Pedara, furti in villa travestiti da fattorini: due giovani ai domiciliari
PEDARA (CT) – Fingevano di essere fattorini incaricati della consegna di pizze per citofonare alle abitazioni e verificare la presenza di persone all’interno, prima di introdursi e compiere furti. È questo l’espediente utilizzato da Alberto Testa (classe 2002) e Michael Salvatore D’Agata (classe 2001), destinatari di una misura cautelare degli arresti domiciliari con braccialetto elettronico, emessa dal GIP del Tribunale di Catania su richiesta della Procura, nell’ambito di indagini condotte dai Carabinieri della Compagnia di Acireale.

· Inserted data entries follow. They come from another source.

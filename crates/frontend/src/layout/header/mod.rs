pub mod header;

pub use header::Header;
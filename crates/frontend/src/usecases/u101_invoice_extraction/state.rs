use super::error::ExtractError;
use contracts::usecases::u101_invoice_extraction::{
    is_accepted_file_name, Customer, ExtractionResponse, Invoice, Product, UPLOAD_FAILED_MESSAGE,
};
#[cfg(test)]
use contracts::usecases::u101_invoice_extraction::FieldValue;

/// One of the three result tables
#[derive(Debug, Clone, Copy, Default, PartialEq, Eq)]
pub enum ResultTab {
    #[default]
    Invoices,
    Products,
    Customers,
}

impl ResultTab {
    pub const ALL: [ResultTab; 3] = [ResultTab::Invoices, ResultTab::Products, ResultTab::Customers];

    /// Lowercase plural, used in placeholders and logs
    pub fn kind(self) -> &'static str {
        match self {
            ResultTab::Invoices => "invoices",
            ResultTab::Products => "products",
            ResultTab::Customers => "customers",
        }
    }

    pub fn label(self) -> &'static str {
        match self {
            ResultTab::Invoices => "Invoices",
            ResultTab::Products => "Products",
            ResultTab::Customers => "Customers",
        }
    }
}

/// Latest extraction result. Only ever replaced as a whole.
#[derive(Debug, Clone, Default, PartialEq)]
pub struct ResultStore {
    invoices: Vec<Invoice>,
    products: Vec<Product>,
    customers: Vec<Customer>,
}

impl ResultStore {
    pub fn replace_all(&mut self, response: ExtractionResponse) {
        let ExtractionResponse {
            invoices,
            products,
            customers,
        } = response;
        self.invoices = invoices;
        self.products = products;
        self.customers = customers;
    }

    pub fn invoices(&self) -> &[Invoice] {
        &self.invoices
    }

    pub fn products(&self) -> &[Product] {
        &self.products
    }

    pub fn customers(&self) -> &[Customer] {
        &self.customers
    }

    pub fn len(&self, tab: ResultTab) -> usize {
        match tab {
            ResultTab::Invoices => self.invoices.len(),
            ResultTab::Products => self.products.len(),
            ResultTab::Customers => self.customers.len(),
        }
    }
}

/// Upload lifecycle: Idle -> Uploading -> Idle | Failed -> Uploading ...
#[derive(Debug, Clone, Copy, Default, PartialEq, Eq)]
pub enum UploadPhase {
    #[default]
    Idle,
    Uploading,
    Failed,
}

/// Shown for a picked file outside the accepted extensions
pub const UNACCEPTED_FILE_HINT: &str = "not a PDF, image or .xlsx file";

/// What the page knows about the picked file
#[derive(Debug, Clone, PartialEq)]
pub struct SelectedFile {
    pub name: String,
    pub size_bytes: u64,
}

impl SelectedFile {
    pub fn new(name: impl Into<String>, size_bytes: u64) -> Self {
        Self {
            name: name.into(),
            size_bytes,
        }
    }

    pub fn size_label(&self) -> String {
        format!("{:.2} KB", self.size_bytes as f64 / 1024.0)
    }

    pub fn is_accepted(&self) -> bool {
        is_accepted_file_name(&self.name)
    }

    /// Warning shown next to the file name, if any
    pub fn hint(&self) -> Option<&'static str> {
        (!self.is_accepted()).then_some(UNACCEPTED_FILE_HINT)
    }
}

/// Everything the extraction page renders from
#[derive(Debug, Clone, Default)]
pub struct ExtractionSession {
    pub store: ResultStore,
    pub phase: UploadPhase,
    pub error: Option<String>,
    pub active_tab: ResultTab,
    pub selected_file: Option<SelectedFile>,
}

impl ExtractionSession {
    pub fn is_busy(&self) -> bool {
        self.phase == UploadPhase::Uploading
    }

    pub fn select_file(&mut self, file: Option<SelectedFile>) {
        self.selected_file = file;
    }

    pub fn select_tab(&mut self, tab: ResultTab) {
        self.active_tab = tab;
    }

    /// Enter `Uploading`. Returns false when an upload is already running.
    pub fn begin_upload(&mut self) -> bool {
        if self.is_busy() {
            return false;
        }
        self.phase = UploadPhase::Uploading;
        self.error = None;
        true
    }

    /// Leave `Uploading`. The store is only touched on success.
    pub fn finish_upload(&mut self, outcome: Result<ExtractionResponse, ExtractError>) {
        match outcome {
            Ok(response) => {
                self.store.replace_all(response);
                self.phase = UploadPhase::Idle;
                self.error = None;
            }
            Err(_) => {
                self.phase = UploadPhase::Failed;
                self.error = Some(UPLOAD_FAILED_MESSAGE.to_string());
            }
        }
    }
}
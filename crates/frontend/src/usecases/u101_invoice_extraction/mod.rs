pub mod api;
pub mod controller;
pub mod error;
pub mod state;
pub mod table;
pub mod view;

pub use view::InvoiceExtractionView;
use thiserror::Error;

/// Why an extraction call failed.
///
/// Only written to the console; the page shows one fixed message for all of them.
#[derive(Debug, Error)]
pub enum ExtractError {
    #[error("failed to build request: {0}")]
    Request(String),

    #[error("network error: {0}")]
    Network(String),

    #[error("extraction service returned HTTP {0}")]
    Status(u16),

    #[error("unexpected response body: {0}")]
    Decode(#[from] serde_json::Error),
}
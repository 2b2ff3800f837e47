pub mod app;
pub mod layout;
pub mod shared;
pub mod usecases;

use wasm_bindgen::prelude::wasm_bindgen;

#[wasm_bindgen]
pub fn hydrate() {
    // initializes logging using the `log` crate
    _ = console_log::init_with_level(log::Level::Debug);
    console_error_panic_hook::set_once();

    leptos::mount::mount_to_body(app::App);
}

#[wasm_bindgen(start)]
pub fn start() {
    hydrate();
}
//! Core domain concepts shared across all subdomains.
//!
//! - [`user::UserId`] — key for every piece of per-user state
//! - [`error::DomainError`] — domain-level errors

pub mod error;
pub mod user;
//! Chat mode definitions from TOML (`[chat_modes.<id>]` tables)

use serde::{Deserialize, Serialize};
use turnstile_domain::{ChatMode, TextFormat};

#[derive(Debug, Clone, PartialEq, Eq, Serialize, Deserialize)]
#[serde(default)]
pub struct FileChatMode {
    /// Display name shown in notices.
    pub name: String,
    /// System prompt sent ahead of the dialog.
    pub prompt: String,
    /// Markup of the answers: "html", "markdown" or "plain".
    pub format: String,
}

impl Default for FileChatMode {
    fn default() -> Self {
        Self {
            name: String::new(),
            prompt: String::new(),
            format: TextFormat::default().as_str().to_string(),
        }
    }
}

impl FileChatMode {
    /// Build the domain mode. Returns the error message for an unknown format.
    pub fn to_chat_mode(&self, id: &str) -> Result<ChatMode, String> {
        let format: TextFormat = self.format.parse().map_err(|e| format!("{e}"))?;
        let name = if self.name.trim().is_empty() {
            id
        } else {
            self.name.as_str()
        };
        Ok(ChatMode::new(id, name, self.prompt.as_str()).with_format(format))
    }
}
//! OpenAI-compatible generation source.
//!
//! Works with any backend that speaks the `/chat/completions` API. The
//! single-shot path posts one request and waits for the whole answer; the
//! streaming path reads the SSE body and emits a cumulative partial answer
//! for every content delta.

use super::error::OpenAiError;
use super::prompt::{ChatMessage, Prompt, estimated_usage};
use super::sse::SseDecoder;
use crate::config::FileGenerationConfig;
use async_trait::async_trait;
use bytes::Bytes;
use futures::{Stream, StreamExt};
use reqwest::{Client, Response};
use serde::{Deserialize, Serialize};
use std::fmt::Display;
use std::time::Duration;
use tokio::sync::mpsc;
use tokio_util::sync::CancellationToken;
use tracing::{Instrument, debug, warn};
use turnstile_application::{
    AnswerItem, AnswerStream, GenerationError, GenerationRequest, GenerationSource,
};
use turnstile_domain::{PartialAnswerEvent, TokenUsage};

const STREAM_BUFFER: usize = 32;

/// Generation source backed by an OpenAI-compatible HTTP API.
pub struct OpenAiGenerationSource {
    client: Client,
    base_url: String,
    api_key: Option<String>,
    temperature: f32,
    request_timeout: Duration,
    max_context_chars: usize,
}

impl OpenAiGenerationSource {
    pub fn new(client: Client, base_url: impl Into<String>, api_key: Option<String>) -> Self {
        let defaults = FileGenerationConfig::default();
        Self {
            client,
            base_url: base_url.into().trim_end_matches('/').to_string(),
            api_key,
            temperature: defaults.temperature,
            request_timeout: Duration::from_secs(defaults.request_timeout_secs),
            max_context_chars: defaults.max_context_chars,
        }
    }

    pub fn from_config(config: &FileGenerationConfig) -> Result<Self, OpenAiError> {
        let client = Client::builder()
            .connect_timeout(Duration::from_secs(config.connect_timeout_secs))
            .build()?;
        Ok(Self::new(client, config.base_url.as_str(), config.resolve_api_key())
            .with_temperature(config.temperature)
            .with_request_timeout(Duration::from_secs(config.request_timeout_secs))
            .with_max_context_chars(config.max_context_chars))
    }

    pub fn with_temperature(mut self, temperature: f32) -> Self {
        self.temperature = temperature;
        self
    }

    pub fn with_request_timeout(mut self, timeout: Duration) -> Self {
        self.request_timeout = timeout;
        self
    }

    pub fn with_max_context_chars(mut self, max: usize) -> Self {
        self.max_context_chars = max;
        self
    }

    async fn post(&self, body: &CompletionRequest<'_>) -> Result<Response, OpenAiError> {
        let url = format!("{}/chat/completions", self.base_url);
        let mut req = self.client.post(&url).json(body);
        if let Some(ref key) = self.api_key {
            req = req.bearer_auth(key);
        }
        // A streamed body may legitimately take longer than any fixed limit.
        if !body.stream {
            req = req.timeout(self.request_timeout);
        }

        let response = req.send().await?;
        if !response.status().is_success() {
            let status = response.status().as_u16();
            let message = response.text().await.unwrap_or_default();
            return Err(OpenAiError::Api { status, message });
        }
        Ok(response)
    }

    /// Send the request, dropping one more dialog turn each time the backend
    /// reports a context overflow.
    async fn send(
        &self,
        request: &GenerationRequest,
        stream: bool,
    ) -> Result<(Response, Prompt), GenerationError> {
        let mut min_dropped = 0;
        loop {
            let prompt = Prompt::build(request, self.max_context_chars, min_dropped)?;
            let body = CompletionRequest {
                model: &request.model,
                messages: &prompt.messages,
                temperature: self.temperature,
                stream,
                stream_options: stream.then_some(StreamOptions {
                    include_usage: true,
                }),
            };

            match self.post(&body).await {
                Ok(response) => return Ok((response, prompt)),
                Err(e) if e.is_context_overflow() => {
                    debug!(
                        dropped = prompt.dropped_turns,
                        "Backend reported context overflow, dropping another turn"
                    );
                    min_dropped = prompt.dropped_turns + 1;
                }
                Err(e) => return Err(e.into()),
            }
        }
    }
}

#[async_trait]
impl GenerationSource for OpenAiGenerationSource {
    async fn complete(
        &self,
        request: &GenerationRequest,
    ) -> Result<PartialAnswerEvent, GenerationError> {
        let (response, prompt) = self.send(request, false).await?;
        let body = response.bytes().await.map_err(OpenAiError::from)?;
        let completion: Completion = serde_json::from_slice(&body).map_err(OpenAiError::from)?;

        let answer = completion
            .choices
            .into_iter()
            .next()
            .ok_or(OpenAiError::NoChoices)?
            .message
            .content
            .unwrap_or_default();
        let usage = completion
            .usage
            .map(TokenUsage::from)
            .unwrap_or_else(|| estimated_usage(prompt.estimated_tokens(), &answer));

        Ok(PartialAnswerEvent::finished(answer, usage, prompt.dropped_turns))
    }

    async fn generate(
        &self,
        request: GenerationRequest,
        cancel: CancellationToken,
    ) -> Result<AnswerStream, GenerationError> {
        let (response, prompt) = tokio::select! {
            biased;
            _ = cancel.cancelled() => return Err(GenerationError::Cancelled),
            result = self.send(&request, true) => result?,
        };

        let (tx, stream) = AnswerStream::channel(STREAM_BUFFER);
        let relay = StreamRelay {
            prompt_tokens: prompt.estimated_tokens(),
            dropped_turns: prompt.dropped_turns,
            tx,
            cancel,
        };
        tokio::spawn(relay.run(Box::pin(response.bytes_stream())).in_current_span());
        Ok(stream)
    }
}

/// Turns an SSE body into cumulative partial answers.
struct StreamRelay {
    prompt_tokens: u64,
    dropped_turns: usize,
    tx: mpsc::Sender<AnswerItem>,
    cancel: CancellationToken,
}

impl StreamRelay {
    async fn run<S, E>(self, mut body: S)
    where
        S: Stream<Item = Result<Bytes, E>> + Unpin,
        E: Display,
    {
        let mut decoder = SseDecoder::new();
        let mut answer = String::new();
        let mut reported: Option<TokenUsage> = None;

        loop {
            let chunk = tokio::select! {
                biased;
                _ = self.cancel.cancelled() => {
                    debug!("Stream relay cancelled");
                    return;
                }
                chunk = body.next() => chunk,
            };

            let (events, body_ended) = match chunk {
                Some(Ok(bytes)) => (decoder.feed(&bytes), false),
                Some(Err(e)) => {
                    let _ = self
                        .tx
                        .send(Err(GenerationError::RequestFailed(e.to_string())))
                        .await;
                    return;
                }
                None => (decoder.finish().into_iter().collect(), true),
            };

            for event in events {
                if event.is_done() {
                    self.finish(answer, reported).await;
                    return;
                }
                let parsed: StreamChunk = match serde_json::from_str(&event.data) {
                    Ok(parsed) => parsed,
                    Err(e) => {
                        warn!(error = %e, "Skipping undecodable stream chunk");
                        continue;
                    }
                };
                if let Some(usage) = parsed.usage {
                    reported = Some(usage.into());
                }
                let delta = parsed
                    .choices
                    .into_iter()
                    .next()
                    .and_then(|c| c.delta.content)
                    .unwrap_or_default();
                if delta.is_empty() {
                    continue;
                }
                answer.push_str(&delta);
                let usage = reported.unwrap_or_else(|| estimated_usage(self.prompt_tokens, &answer));
                let event = PartialAnswerEvent::in_progress(answer.as_str(), usage, self.dropped_turns);
                if self.tx.send(Ok(event)).await.is_err() {
                    debug!("Answer stream dropped by consumer");
                    return;
                }
            }

            if body_ended {
                // Body closed without the [DONE] sentinel.
                self.finish(answer, reported).await;
                return;
            }
        }
    }

    async fn finish(&self, answer: String, reported: Option<TokenUsage>) {
        let usage = reported.unwrap_or_else(|| estimated_usage(self.prompt_tokens, &answer));
        let event = PartialAnswerEvent::finished(answer, usage, self.dropped_turns);
        let _ = self.tx.send(Ok(event)).await;
    }
}

// ============================================================================
// Wire Types
// ============================================================================

#[derive(Serialize)]
struct CompletionRequest<'a> {
    model: &'a str,
    messages: &'a [ChatMessage],
    temperature: f32,
    stream: bool,
    /// Ask for a final usage chunk when streaming.
    #[serde(skip_serializing_if = "Option::is_none")]
    stream_options: Option<StreamOptions>,
}

#[derive(Serialize)]
struct StreamOptions {
    include_usage: bool,
}

#[derive(Deserialize)]
struct Completion {
    choices: Vec<CompletionChoice>,
    #[serde(default)]
    usage: Option<ApiUsage>,
}

#[derive(Deserialize)]
struct CompletionChoice {
    message: CompletionMessage,
}

#[derive(Deserialize)]
struct CompletionMessage {
    content: Option<String>,
}

#[derive(Deserialize)]
struct StreamChunk {
    #[serde(default)]
    choices: Vec<StreamChoice>,
    #[serde(default)]
    usage: Option<ApiUsage>,
}

#[derive(Deserialize)]
struct StreamChoice {
    delta: StreamDelta,
}

#[derive(Deserialize)]
struct StreamDelta {
    content: Option<String>,
}

#[derive(Deserialize, Clone, Copy)]
struct ApiUsage {
    prompt_tokens: u64,
    completion_tokens: u64,
}

impl From<ApiUsage> for TokenUsage {
    fn from(usage: ApiUsage) -> Self {
        TokenUsage::new(usage.prompt_tokens, usage.completion_tokens)
    }
}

I fatti risalgono al novembre 2024, quando nel comune di Pedara si sono verificati diversi episodi di furto in abitazione. Decisiva per l’avvio delle indagini è stata la denuncia di un cittadino che, insospettito da un uomo mascherato che aveva citofonato alla sua abitazione con una scusa, ha avuto la prontezza di annotare la targa dell’auto sospetta, scoprendo che era stata alterata con un adesivo. Il cittadino ha poi allertato i Carabinieri, che hanno accertato un furto con scasso in una casa vicina e identificato il noleggiatore del veicolo: D’Agata.
Pochi giorni dopo, una pattuglia ha intercettato un’auto ferma in zona residenziale con a bordo Testa, che ha rifiutato di fornire le proprie generalità. All’interno del veicolo sono stati rinvenuti strumenti di effrazione, targhe rubate, mascherine chirurgiche, un cartone per pizza e oggetti di provenienza furtiva, tra cui un set di posate appena sottratto da una villetta vicina.
Gli accertamenti tecnici sui tabulati telefonici hanno permesso di risalire alle utenze utilizzate dai due indagati, intestate fittiziamente a soggetti extracomunitari, e localizzate nella zona dei furti. Il quadro indiziario ha consentito di ipotizzare la loro responsabilità in almeno tre episodi di furto in abitazione.
Al termine degli adempimenti di rito, Testa e D’Agata sono stati condotti presso le rispettive abitazioni in stato di arresti domiciliari. Resta ferma la presunzione di innocenza fino a eventuale condanna definitiva.